*Por Osmar Gomes dos Santos
Na última quarta-feira a Organização das Nações Unidas para a Alimentação e a Agricultura (FAO) publicou um relatório para América Latina e Caribe preocupante. Segundo o estudo, 131 milhões de pessoas não dispõem de recursos financeiros para a alimentação diária saudável.
Com os poucos trocados no bolso, o cidadão fica sem o leite, a carne, a fruta, a verdura. Dinheiro só se tem para o básico do básico. Somada àqueles que podem se dizer ter sorte por ainda fazer uma refeição pouquíssimo nutritiva, cresce, por outro lado, uma camada populacional sem qualquer acesso a alimentos por um dia ou mais.
Nos dois casos, são pessoas (seres humanos) que convivem com a insegurança alimentar. As primeiras, uma insegurança que vai de leve a moderada. No segundo grupo, a insegurança alcança o nível grave, no qual a única certeza que os cidadãos têm é justamente a comida que não terá no novo dia que amanhece.
Os dados são deveras preocupantes e de certo modo, mostra como de alguma forma a humanidade falhou nas escolhas de seu livre arbítrio. Criamos nossas moedas, impomos condições, precificamos praticamente tudo que há na relação com o próximo. Noutra via, esquecemos de criar condições mais igualitárias de acesso aos bens.
O levantamento da FAO só vem para reforçar o que já vemos crescer no dia a dia: pessoas sem emprego, pedintes nos semáforos e nas portas de estabelecimentos comerciais. De um todo homogêneo, fomos capazes de gerar subcategorias humanas, que parecem água e óleo. Pessoas que sobrevivem, não se sabe como.
Estou certo que aliado à questão hídrica, este é um dos temas de maior relevância para o que nos resta deste século. Alimento é a base para tudo, sem o qual não há forças para erguer uma nação.
Neste bojo de ter ou não ter, o intrigante é que não se fala da falta do alimento, mas da condição de acesso a ele. A cada ano produzimos mais do que podemos consumir em quantidade, enquanto, na mesma escala, ampliamos o desperdício com alimentos que vão parar na lata do lixo. O Brasil se destaca nessas duas vertentes.
Ao passo que é um dos maiores produtores de alimento mundial, é também aquele no qual a insegurança alimentar bate à “porta do estômago” de pelo menos 61 milhões de cidadãos. Um verdadeiro e crucial carma social que parece não ter fim.
São pessoas que não conseguem assegurar uma boa alimentação; tendo comprometida sua capacidade para o trabalho e claro, sua qualidade de vida. Pelo menos 20 milhões de concidadãos já acordam com a certeza de que não haverá comida naquele dia, enquanto outros 9 milhões se encontram em condições agudas de desnutrição.
Embora um dos mais graves, a fome não é o único dos problemas sociais que enfrentamos, assim como nossos países vizinhos, da América Latina e Caribe.
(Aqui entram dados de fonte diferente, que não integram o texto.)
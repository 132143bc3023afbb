//! Published active configuration.
//!
//! [`ConfigContext`] is the single entry point collaborators read settings
//! through. The resolved setup is published atomically: readers always see
//! either the prior complete state or the new complete state, never a
//! half-merged object, and a failed reload leaves the prior state in place.

use crate::config::types::Config;
use crate::config::vaults::{self, ResolvedSetup, SetupOptions};
use crate::error::{ConfigError, ConfigResult};
use crate::host::{self, Host};
use crate::search::SearchProbe;
use arc_swap::ArcSwap;
use std::sync::Arc;
use tracing::info;

/// Caller-held handle to the active resolved configuration.
#[derive(Debug)]
pub struct ConfigContext {
    current: ArcSwap<ResolvedSetup>,
}

impl ConfigContext {
    /// Resolve the given setup input and publish it as the initial state.
    ///
    /// Host effects run once the resolution has fully succeeded.
    pub fn setup(
        options: &SetupOptions,
        search: &dyn SearchProbe,
        host: &dyn Host,
    ) -> ConfigResult<Self> {
        let resolved = vaults::resolve(options, search)?;
        publish_effects(&resolved, options.debug, host);
        Ok(Self {
            current: ArcSwap::from_pointee(resolved),
        })
    }

    /// Re-run resolution with new input and swap the published state.
    ///
    /// The new state is built completely before the single `store`; any
    /// error leaves the prior state untouched and still visible to readers.
    pub fn reload(
        &self,
        options: &SetupOptions,
        search: &dyn SearchProbe,
        host: &dyn Host,
    ) -> ConfigResult<()> {
        let resolved = vaults::resolve(options, search)?;
        publish_effects(&resolved, options.debug, host);
        self.current.store(Arc::new(resolved));
        Ok(())
    }

    /// Activate a different vault from the published registry.
    pub fn switch_vault(
        &self,
        name: &str,
        search: &dyn SearchProbe,
        host: &dyn Host,
    ) -> ConfigResult<()> {
        let prior = self.current.load();
        let patch = prior
            .registry
            .get(name)
            .ok_or_else(|| ConfigError::UnknownVault {
                name: name.to_string(),
                known: prior.registry.keys().cloned().collect(),
            })?;

        let mut config = Config::with_home(patch.home.as_deref());
        patch.apply(&mut config);
        crate::config::derive::derive_all(&mut config, search);
        host::apply_effects(&config, host);

        self.current.store(Arc::new(ResolvedSetup {
            active_vault: name.to_string(),
            config,
            registry: prior.registry.clone(),
        }));
        Ok(())
    }

    /// Snapshot of the currently published state.
    pub fn active(&self) -> Arc<ResolvedSetup> {
        self.current.load_full()
    }

    /// Name of the currently active vault.
    pub fn active_vault(&self) -> String {
        self.current.load().active_vault.clone()
    }

    /// Registry vault names, sorted.
    pub fn vault_names(&self) -> Vec<String> {
        self.current.load().registry.keys().cloned().collect()
    }
}

fn publish_effects(resolved: &ResolvedSetup, debug: bool, host: &dyn Host) {
    if debug {
        match serde_json::to_string_pretty(&resolved.config) {
            Ok(dump) => info!(vault = %resolved.active_vault, "resolved configuration:\n{dump}"),
            Err(e) => info!(error = %e, "resolved configuration not serializable"),
        }
    }
    host::apply_effects(&resolved.config, host);
}
//! Path resolution helpers.
//!
//! Pure string/path manipulation, no filesystem I/O: a resolved path may
//! point at a location that does not exist yet. Whether that matters is the
//! caller's concern.

use std::path::{Path, PathBuf};

/// Resolve a path-like setting against a base directory.
///
/// - `None` stays `None` (absence is preserved, not defaulted)
/// - absolute paths are returned unchanged
/// - relative paths are joined onto `base`
///
/// Idempotent: resolving an already-resolved path yields the same value.
pub fn resolve(path: Option<&Path>, base: &Path) -> Option<PathBuf> {
    path.map(|p| {
        if p.is_absolute() {
            p.to_path_buf()
        } else {
            base.join(p)
        }
    })
}

/// Resolve a required path field in place.
pub fn resolve_in_place(path: &mut PathBuf, base: &Path) {
    if !path.is_absolute() {
        *path = base.join(&*path);
    }
}

/// Expand a leading `~` or `~/` to the user's home directory.
///
/// Paths without the shorthand pass through untouched.
pub fn expand_home(path: &str) -> PathBuf {
    if let Some(rest) = path.strip_prefix('~') {
        let home = user_home();
        if rest.is_empty() {
            return home;
        }
        if let Some(rest) = rest.strip_prefix('/') {
            return home.join(rest);
        }
    }
    PathBuf::from(path)
}

/// Make a path absolute, anchoring relative paths at the current working
/// directory. No symlink resolution and no existence check.
pub fn absolutize(path: PathBuf) -> PathBuf {
    if path.is_absolute() {
        path
    } else {
        std::env::current_dir()
            .unwrap_or_else(|_| PathBuf::from("/"))
            .join(path)
    }
}

fn user_home() -> PathBuf {
    dirs::home_dir().unwrap_or_else(|| PathBuf::from("/"))
}

#[cfg(test)]
mod tests {
    use super::*;

    #[test]
    fn test_none_is_preserved() {
        assert_eq!(resolve(None, Path::new("/notes")), None);
    }

    #[test]
    fn test_absolute_path_unchanged() {
        let result = resolve(Some(Path::new("/elsewhere/daily")), Path::new("/notes"));
        assert_eq!(result, Some(PathBuf::from("/elsewhere/daily")));
    }

    #[test]
    fn test_relative_path_joined() {
        let result = resolve(Some(Path::new("daily")), Path::new("/notes"));
        assert_eq!(result, Some(PathBuf::from("/notes/daily")));
    }

    #[test]
    fn test_resolve_is_idempotent() {
        let base = Path::new("/notes");
        let once = resolve(Some(Path::new("img/attachments")), base).unwrap();
        let twice = resolve(Some(once.as_path()), base).unwrap();
        assert_eq!(once, twice);
    }

    #[test]
    fn test_expand_home_tilde() {
        let expanded = expand_home("~/zettelkasten");
        assert!(expanded.is_absolute());
        assert!(expanded.ends_with("zettelkasten"));
        assert!(!expanded.to_string_lossy().contains('~'));
    }

    #[test]
    fn test_expand_home_passthrough() {
        assert_eq!(expand_home("/notes"), PathBuf::from("/notes"));
        // A mid-path tilde is not shorthand
        assert_eq!(expand_home("/a/~b"), PathBuf::from("/a/~b"));
    }

    #[test]
    fn test_absolutize_relative() {
        let result = absolutize(PathBuf::from("notes"));
        assert!(result.is_absolute());
        assert!(result.ends_with("notes"));
    }
}
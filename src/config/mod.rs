//! Configuration resolution.
//!
//! Turns user-supplied setup input into one complete, internally consistent
//! configuration: pick a vault, build defaults anchored at its home, overlay
//! the vault's overrides, then compute derived fields.

pub mod defaults;
pub mod derive;
pub mod patch;
pub mod types;
pub mod vaults;

pub use defaults::resolve_home;
pub use derive::derive_all;
pub use patch::{CalendarPatch, ConfigPatch};
pub use types::{
    CalendarConfig, CalendarMark, Config, ImageLinkStyle, NOTES_FILETYPE, NewNoteFilename,
    NewNoteLocation, NoteKind, NoteTypeTemplates, SortOrder, TagNotation, TemplateBinding,
    TemplateHandling,
};
pub use vaults::{DEFAULT_VAULT_KEY, ResolvedSetup, SetupOptions, VaultSelection, resolve, select};
//! CLI command definitions for notevault
//!
//! This module defines the CLI structure using clap's derive macros.
//! The main entry point is the `Cli` struct which contains subcommands.

use clap::{Parser, Subcommand, ValueEnum};

/// Output format for the resolved configuration.
#[derive(Debug, Clone, Copy, PartialEq, Eq, Default, ValueEnum)]
pub enum DumpFormat {
    /// YAML (default)
    #[default]
    Yaml,
    /// Pretty-printed JSON
    Json,
}

/// Note vault configuration resolver
#[derive(Parser, Debug)]
#[command(author, version, about, long_about = None)]
pub struct Cli {
    /// Path to a YAML setup file (vault registry or flat overrides)
    #[arg(short, long, global = true)]
    pub config: Option<String>,

    /// Vault to activate (overrides the file's default_vault)
    #[arg(long, global = true)]
    pub vault: Option<String>,

    /// Vault home directory (single-vault shorthand, overrides config)
    #[arg(long, global = true)]
    pub home: Option<String>,

    /// Echo merge decisions and dump the resolved configuration
    #[arg(short, long, global = true)]
    pub debug: bool,

    /// Enable verbose logging
    #[arg(short, long, global = true)]
    pub verbose: bool,

    /// Logging output: 0/off, 1/stdout, 2/stderr (default), or filename
    #[arg(short, long, default_value = "2", global = true)]
    pub log: String,

    #[command(subcommand)]
    pub command: Option<Command>,
}

/// Available subcommands
#[derive(Subcommand, Debug)]
pub enum Command {
    /// Resolve and print the active configuration (default if no subcommand given)
    Resolve {
        /// Output format
        #[arg(short, long, value_enum, default_value_t = DumpFormat::Yaml)]
        format: DumpFormat,
    },

    /// List the vault registry and the active vault
    Vaults,
}
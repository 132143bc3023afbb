//! Host editor integration seam.
//!
//! Setup has three side effects on the hosting editor: registering the note
//! filetype, claiming files under the vault home, and initializing the
//! calendar integration. Each effect carries a typed payload so hosts apply
//! them however suits their API; nothing here shells out or evaluates host
//! script.

use crate::config::types::{CalendarMark, Config, NOTES_FILETYPE};
use std::path::PathBuf;

/// Ask the host to treat an extension as a dedicated filetype.
#[derive(Debug, Clone, PartialEq, Eq)]
pub struct FiletypeRegistration {
    pub extension: String,
    pub filetype: String,
}

/// Ask the host to open files under `home` with the matching extensions as
/// notes.
#[derive(Debug, Clone, PartialEq, Eq)]
pub struct HomeClaim {
    pub home: PathBuf,
    pub extensions: Vec<String>,
    pub filetype: String,
}

/// Hand the host's calendar everything it needs to render and link journal
/// notes.
#[derive(Debug, Clone, PartialEq, Eq)]
pub struct CalendarInit {
    pub dailies: PathBuf,
    pub weeklies: PathBuf,
    pub extension: String,
    pub weeknm: u8,
    pub calendar_monday: u8,
    pub calendar_mark: CalendarMark,
}

/// The editor hosting the plugin. Implementations decide what each effect
/// means; the resolution pipeline only decides whether to request it.
pub trait Host {
    fn register_filetype(&self, registration: FiletypeRegistration);
    fn claim_home_files(&self, claim: HomeClaim);
    fn init_calendar(&self, init: CalendarInit);
}

/// Build the effect payloads a resolved configuration asks for, honoring the
/// behavioral switches. Runs on every publish, initial setup and reload
/// alike.
pub fn apply_effects(config: &Config, host: &dyn Host) {
    if config.auto_set_filetype {
        host.register_filetype(FiletypeRegistration {
            extension: config.extension.clone(),
            filetype: NOTES_FILETYPE.to_string(),
        });
    }

    if config.take_over_my_home {
        host.claim_home_files(HomeClaim {
            home: config.home.clone(),
            extensions: config.filter_extensions.clone(),
            filetype: NOTES_FILETYPE.to_string(),
        });
    }

    if config.plug_into_calendar {
        host.init_calendar(CalendarInit {
            dailies: config.dailies.clone(),
            weeklies: config.weeklies.clone(),
            extension: config.extension.clone(),
            weeknm: config.calendar_opts.weeknm,
            calendar_monday: config.calendar_opts.calendar_monday,
            calendar_mark: config.calendar_opts.calendar_mark,
        });
    }
}

/// A host that ignores every effect. Useful for resolution-only callers
/// such as the command line tool.
#[derive(Debug, Clone, Copy, Default)]
pub struct NullHost;

impl Host for NullHost {
    fn register_filetype(&self, _registration: FiletypeRegistration) {}
    fn claim_home_files(&self, _claim: HomeClaim) {}
    fn init_calendar(&self, _init: CalendarInit) {}
}

/// One recorded host effect, in application order.
#[derive(Debug, Clone, PartialEq, Eq)]
pub enum HostEffect {
    Filetype(FiletypeRegistration),
    Claim(HomeClaim),
    Calendar(CalendarInit),
}

/// Test host that records every effect it receives.
#[derive(Debug, Default)]
pub struct RecordingHost {
    effects: std::sync::Mutex<Vec<HostEffect>>,
}

impl RecordingHost {
    pub fn new() -> Self {
        Self::default()
    }

    pub fn effects(&self) -> Vec<HostEffect> {
        self.effects.lock().unwrap().clone()
    }
}

impl Host for RecordingHost {
    fn register_filetype(&self, registration: FiletypeRegistration) {
        self.effects
            .lock()
            .unwrap()
            .push(HostEffect::Filetype(registration));
    }

    fn claim_home_files(&self, claim: HomeClaim) {
        self.effects.lock().unwrap().push(HostEffect::Claim(claim));
    }

    fn init_calendar(&self, init: CalendarInit) {
        self.effects.lock().unwrap().push(HostEffect::Calendar(init));
    }
}

#[cfg(test)]
mod tests {
    use super::*;
    use crate::config::derive::derive_all;
    use crate::search::UnavailableSearch;

    fn resolved_config() -> Config {
        let mut config = Config::with_home(Some("/notes"));
        derive_all(&mut config, &UnavailableSearch);
        config
    }

    #[test]
    fn test_default_config_requests_all_effects() {
        let config = resolved_config();
        let host = RecordingHost::new();
        apply_effects(&config, &host);

        let effects = host.effects();
        assert_eq!(effects.len(), 3);
        assert!(matches!(&effects[0], HostEffect::Filetype(r) if r.filetype == NOTES_FILETYPE));
        assert!(matches!(&effects[1], HostEffect::Claim(c) if c.home == PathBuf::from("/notes")));
        assert!(
            matches!(&effects[2], HostEffect::Calendar(c) if c.dailies == PathBuf::from("/notes/daily"))
        );
    }

    #[test]
    fn test_switched_off_effects_skipped() {
        let mut config = resolved_config();
        config.auto_set_filetype = false;
        config.plug_into_calendar = false;

        let host = RecordingHost::new();
        apply_effects(&config, &host);

        let effects = host.effects();
        assert_eq!(effects.len(), 1);
        assert!(matches!(&effects[0], HostEffect::Claim(_)));
    }

    #[test]
    fn test_claim_carries_filter_extensions() {
        let mut config = resolved_config();
        config.filter_extensions = vec![".md".to_string(), ".txt".to_string()];

        let host = RecordingHost::new();
        apply_effects(&config, &host);

        match &host.effects()[1] {
            HostEffect::Claim(claim) => {
                assert_eq!(claim.extensions, vec![".md".to_string(), ".txt".to_string()]);
            }
            other => panic!("expected a home claim, got {other:?}"),
        }
    }
}
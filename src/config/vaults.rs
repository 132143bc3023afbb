//! Vault registry and selection.
//!
//! A setup invocation may describe several named vaults, each an independent
//! note collection with its own partial configuration. Exactly one of them
//! becomes active; the rest stay in the registry for later switching.

use super::derive::derive_all;
use super::patch::ConfigPatch;
use super::types::Config;
use crate::error::{ConfigError, ConfigResult};
use crate::search::SearchProbe;
use serde::Deserialize;
use std::collections::BTreeMap;
use std::path::Path;
use tracing::debug;

/// Conventional registry key used when no explicit default vault is named.
pub const DEFAULT_VAULT_KEY: &str = "default";

/// The override object accepted by setup.
///
/// Either a flat single-vault configuration (`home` plus any overrides), or
/// a `vaults` registry with an optional `default_vault` selector. The
/// routing keys (`vaults`, `default_vault`, `debug`) never leak into vault
/// configurations.
#[derive(Debug, Clone, Default, Deserialize)]
pub struct SetupOptions {
    /// Named vault registry.
    #[serde(default)]
    pub vaults: Option<BTreeMap<String, ConfigPatch>>,

    /// Name of the registry entry to activate.
    #[serde(default)]
    pub default_vault: Option<String>,

    /// Echo merge decisions and dump the resolved configuration.
    #[serde(default)]
    pub debug: bool,

    /// Single-vault shorthand: overrides applied directly.
    #[serde(flatten)]
    pub overrides: ConfigPatch,
}

impl SetupOptions {
    /// Load setup options from a YAML file.
    pub fn from_file(path: &Path) -> ConfigResult<Self> {
        let content = std::fs::read_to_string(path).map_err(|source| ConfigError::ReadFile {
            path: path.to_path_buf(),
            source,
        })?;
        serde_yaml::from_str(&content).map_err(|source| ConfigError::ParseFile {
            path: path.to_path_buf(),
            source,
        })
    }
}

/// Outcome of vault selection: the full registry plus the overrides of the
/// one vault that becomes active.
#[derive(Debug, Clone)]
pub struct VaultSelection {
    pub registry: BTreeMap<String, ConfigPatch>,
    pub active_name: String,
    pub active: ConfigPatch,
}

/// Pick the active vault from raw setup input.
///
/// Decision order, first match wins:
/// 1. registry + explicit `default_vault` naming an entry
/// 2. registry containing a conventional `"default"` entry
/// 3. single-vault shorthand: top-level `home` present
///
/// Anything else is a configuration error; no half-built selection is ever
/// returned. Runs before the defaults factory, which needs the active
/// vault's home.
pub fn select(options: &SetupOptions) -> ConfigResult<VaultSelection> {
    if let Some(registry) = &options.vaults {
        if let Some(name) = &options.default_vault {
            let active = registry
                .get(name)
                .ok_or_else(|| ConfigError::UnknownVault {
                    name: name.clone(),
                    known: registry.keys().cloned().collect(),
                })?
                .clone();
            debug!(vault = %name, "explicit default vault selected");
            return Ok(VaultSelection {
                registry: registry.clone(),
                active_name: name.clone(),
                active,
            });
        }

        if let Some(active) = registry.get(DEFAULT_VAULT_KEY) {
            debug!(vault = DEFAULT_VAULT_KEY, "conventional default vault selected");
            return Ok(VaultSelection {
                registry: registry.clone(),
                active_name: DEFAULT_VAULT_KEY.to_string(),
                active: active.clone(),
            });
        }
    }

    if options.overrides.home.is_some() {
        debug!("single-vault shorthand selected");
        let active = options.overrides.clone();
        let mut registry = BTreeMap::new();
        registry.insert(DEFAULT_VAULT_KEY.to_string(), active.clone());
        return Ok(VaultSelection {
            registry,
            active_name: DEFAULT_VAULT_KEY.to_string(),
            active,
        });
    }

    Err(ConfigError::NoVaultResolvable)
}

/// A fully resolved setup: the active configuration plus the vault registry
/// it was chosen from.
#[derive(Debug, Clone)]
pub struct ResolvedSetup {
    pub active_vault: String,
    pub config: Config,
    pub registry: BTreeMap<String, ConfigPatch>,
}

/// Run the whole resolution pipeline: select a vault, build defaults seeded
/// by its home, overlay its overrides, and fill in derived fields.
pub fn resolve(options: &SetupOptions, search: &dyn SearchProbe) -> ConfigResult<ResolvedSetup> {
    let selection = select(options)?;

    let mut config = Config::with_home(selection.active.home.as_deref());
    selection.active.apply(&mut config);
    derive_all(&mut config, search);

    Ok(ResolvedSetup {
        active_vault: selection.active_name,
        config,
        registry: selection.registry,
    })
}
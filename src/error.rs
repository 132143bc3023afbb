//! Error types for configuration resolution.
//!
//! Only structural problems are errors: no resolvable vault, a default vault
//! name that is not in the registry, or an unreadable override file. Soft
//! dependencies (missing templates, absent search tooling) are represented in
//! the configuration itself and never surface here.

use std::path::PathBuf;
use thiserror::Error;

/// Fatal configuration errors. Setup aborts without publishing anything
/// when one of these is returned.
#[derive(Debug, Error)]
pub enum ConfigError {
    /// Neither a top-level `home` nor a usable vault registry was supplied.
    #[error("no vault resolvable: supply `home` or a `vaults` registry with a `default` entry")]
    NoVaultResolvable,

    /// `default_vault` names an entry that is not in the registry.
    #[error("default_vault \"{name}\" is not present in the vault registry (known vaults: {known:?})")]
    UnknownVault { name: String, known: Vec<String> },

    /// An override file could not be read.
    #[error("failed to read config file {}: {source}", path.display())]
    ReadFile {
        path: PathBuf,
        #[source]
        source: std::io::Error,
    },

    /// An override file could not be parsed as YAML.
    #[error("failed to parse config file {}: {source}", path.display())]
    ParseFile {
        path: PathBuf,
        #[source]
        source: serde_yaml::Error,
    },
}

/// Result type for configuration operations.
pub type ConfigResult<T> = std::result::Result<T, ConfigError>;
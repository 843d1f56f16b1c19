use anyhow::bail;
use clap::Parser;

use contingent::domain::mastermind::Mastermind;
use contingent::domain::numbers::Numbers;
use contingent::domain::weighing::Weighing;
use contingent::{solve, Domain, SearchConfig, Solution};

#[derive(Parser)]
#[command(name = "contingent", about = "Branching-plan solver for partially observable problems")]
struct Args {
    /// Problem to solve: weighing, mastermind, numbers, or all.
    #[arg(default_value = "all")]
    problem: String,

    /// Number of packages in the weighing problem.
    #[arg(long, default_value_t = 4)]
    packages: usize,

    /// Code length in the mastermind problem.
    #[arg(long, default_value_t = 3)]
    code_length: usize,

    /// Number of colors in the mastermind problem.
    #[arg(long, default_value_t = 2)]
    colors: u8,

    /// Longest action path the search will follow.
    #[arg(long, default_value_t = 30)]
    max_depth: usize,

    /// Belief-state expansion budget.
    #[arg(long, default_value_t = 1_000_000)]
    max_nodes: usize,

    /// Shuffle candidate actions with this seed; omit for the domain's
    /// deterministic enumeration order.
    #[arg(long)]
    seed: Option<u64>,
}

fn run<D: Domain>(name: &str, domain: &D, config: &SearchConfig) -> anyhow::Result<()> {
    let initial = domain.initial_states();
    println!("[{}] {} initial states", name, initial.len());

    match solve(domain, config) {
        Solution::Solved(plan) => {
            for line in plan.to_lines() {
                println!("{}", line);
            }
            println!("Plan found: size {} depth {}", plan.size(), plan.depth());

            // The search is sound by construction; replaying the plan from
            // every initial state catches regressions in the engine itself.
            let goals = domain.goal_states();
            for state in &initial {
                if !plan.validate(domain, state, &goals) {
                    bail!("[{}] returned plan fails validation from initial state {}", name, state);
                }
            }
            println!("Plan validated from all {} initial states", initial.len());
        }
        Solution::NoPlan => println!("No plan found"),
        Solution::OutOfBudget => {
            println!("Search ran out of budget ({} expansions); result unknown", config.max_nodes)
        }
    }
    Ok(())
}

fn main() -> anyhow::Result<()> {
    tracing_subscriber::fmt()
        .with_env_filter(
            tracing_subscriber::EnvFilter::try_from_default_env()
                .unwrap_or_else(|_| tracing_subscriber::EnvFilter::new("info")),
        )
        .init();

    let args = Args::parse();
    let config = SearchConfig {
        max_depth: args.max_depth,
        max_nodes: args.max_nodes,
        shuffle_seed: args.seed,
    };

    match args.problem.as_str() {
        "weighing" => run("weighing", &Weighing::new(args.packages), &config)?,
        "mastermind" => {
            run("mastermind", &Mastermind::new(args.code_length, args.colors), &config)?
        }
        "numbers" => run("numbers", &Numbers, &config)?,
        "all" => {
            run("weighing", &Weighing::new(args.packages), &config)?;
            run("mastermind", &Mastermind::new(args.code_length, args.colors), &config)?;
            run("numbers", &Numbers, &config)?;
        }
        other => bail!("unknown problem '{}'; expected weighing, mastermind, numbers or all", other),
    }
    Ok(())
}
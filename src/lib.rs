// Contingent planning under partial observability.
//
// The solver works on belief states (sets of states the true state may
// be) and produces branching plans: trees of actions whose branches are
// selected by the observations made along the way. Problem instances
// plug in through the `Domain` trait; three instances ship with the
// crate (weighing, mastermind, numbers).

pub mod domain;
pub mod plan;
pub mod search;

pub use crate::domain::Domain;
pub use crate::plan::Plan;
pub use crate::search::{
    applicable_actions, filter_by_observation, solve, successor_belief, BeliefState,
    SearchConfig, Solution,
};
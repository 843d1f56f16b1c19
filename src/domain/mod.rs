// Definition of a partially observable planning domain.

pub mod weighing;
pub mod mastermind;
pub mod numbers;

use std::collections::HashSet;
use std::fmt;
use std::hash::Hash;

/// A planning problem under partial observability.
///
/// A domain bundles the capability set the search engine needs (applicable
/// actions, successor and predecessor states, observation compatibility,
/// per-action observations) together with the instance itself (initial
/// states, goal states, action roster). States, actions and observations
/// are closed per-domain enums, so the engine never inspects their
/// internals and an out-of-roster action is unrepresentable.
pub trait Domain {
    type State: Clone + Eq + Hash + fmt::Display;
    type Action: Clone + Eq + Hash + fmt::Display;
    type Observation: Clone + PartialEq + fmt::Display;

    /// Actions applicable in a single concrete state.
    fn applicable(&self, state: &Self::State) -> Vec<Self::Action>;

    /// Successor states of a state w.r.t. an action.
    fn successors(&self, state: &Self::State, action: &Self::Action) -> HashSet<Self::State>;

    /// Predecessor states of a state w.r.t. an action. Not used by the
    /// search; kept for external validators and tests. On states where
    /// `action` is applicable this inverts `successors`.
    fn predecessors(&self, state: &Self::State, action: &Self::Action) -> HashSet<Self::State>;

    /// Is the state compatible with the observation?
    fn compatible(&self, state: &Self::State, observation: &Self::Observation) -> bool;

    /// The exhaustive set of observations possible right after an action.
    fn observations(&self, action: &Self::Action) -> Vec<Self::Observation>;

    /// The set of states the true state may initially be.
    fn initial_states(&self) -> HashSet<Self::State>;

    fn goal_states(&self) -> HashSet<Self::State>;

    /// The full action roster. Informational: the search derives usable
    /// actions per belief state, it never consumes the roster directly.
    fn actions(&self) -> Vec<Self::Action>;
}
A ela, somam-se a baixa escolaridade, péssimas condições de emprego, falta de renda, restrito acesso a programas de saúde, ao lazer, à cultura e ao desporto.
Data vênia, Euclides, o brasileiro é, antes de tudo, um povo forte.
Venho tomando esse tema há algum tempo, debruçando-me a refletir cada nova divulgação feita, seja pela ONU ou por organizações brasileiras, como o Instituto Brasileiro de Geografia e Estatística – IBGE. A cada novo estudo os números confirmam o fracasso, ou, pelo menos, a ineficiência, das políticas públicas implementadas. O Brasil é tão rico e tão pobre! Onde estamos errando?
Tenho enorme respeito pelos profissionais, técnicos, pessoas que possuem um conhecimento gigantesco, habilidades múltiplas, a exemplo de grandes pesquisadores. Mas ainda me questiono o fato de não termos nos ajustado enquanto nação, uma vez que temos tanta mão de obra qualificada, cérebros brilhantes, estudos avançados. O quê não está dando certo? O quê precisamos ajustar?
Ora, se uma pessoa não tem algo em torno de 18 reais para se alimentar diariamente, imagine suas condições: de moradia, de vestimenta, de saúde, de vida. Ou seja, há todo um problema estrutural por trás do prato vazio. Acarreta problemas de saúde física e até mental. Além disso, mexe com a autoestima daquele impactado, uma sensação de impotência e perda da dignidade.
Enquanto a solução não vem, a mancha da fome aumenta, devendo ser agravada por questões climáticas mundo afora. Por aqui, o Brasil segue batendo seus recordes: na alta produção de alimentos; no avanço da pobreza; no aumento da forme…
*Juiz de Direito da Comarca da Ilha de São Luís.Membro das Academias Ludovicense de Letras; Maranhense de Letras Jurídicas e Matinhense de Ciências, Artes e Letras.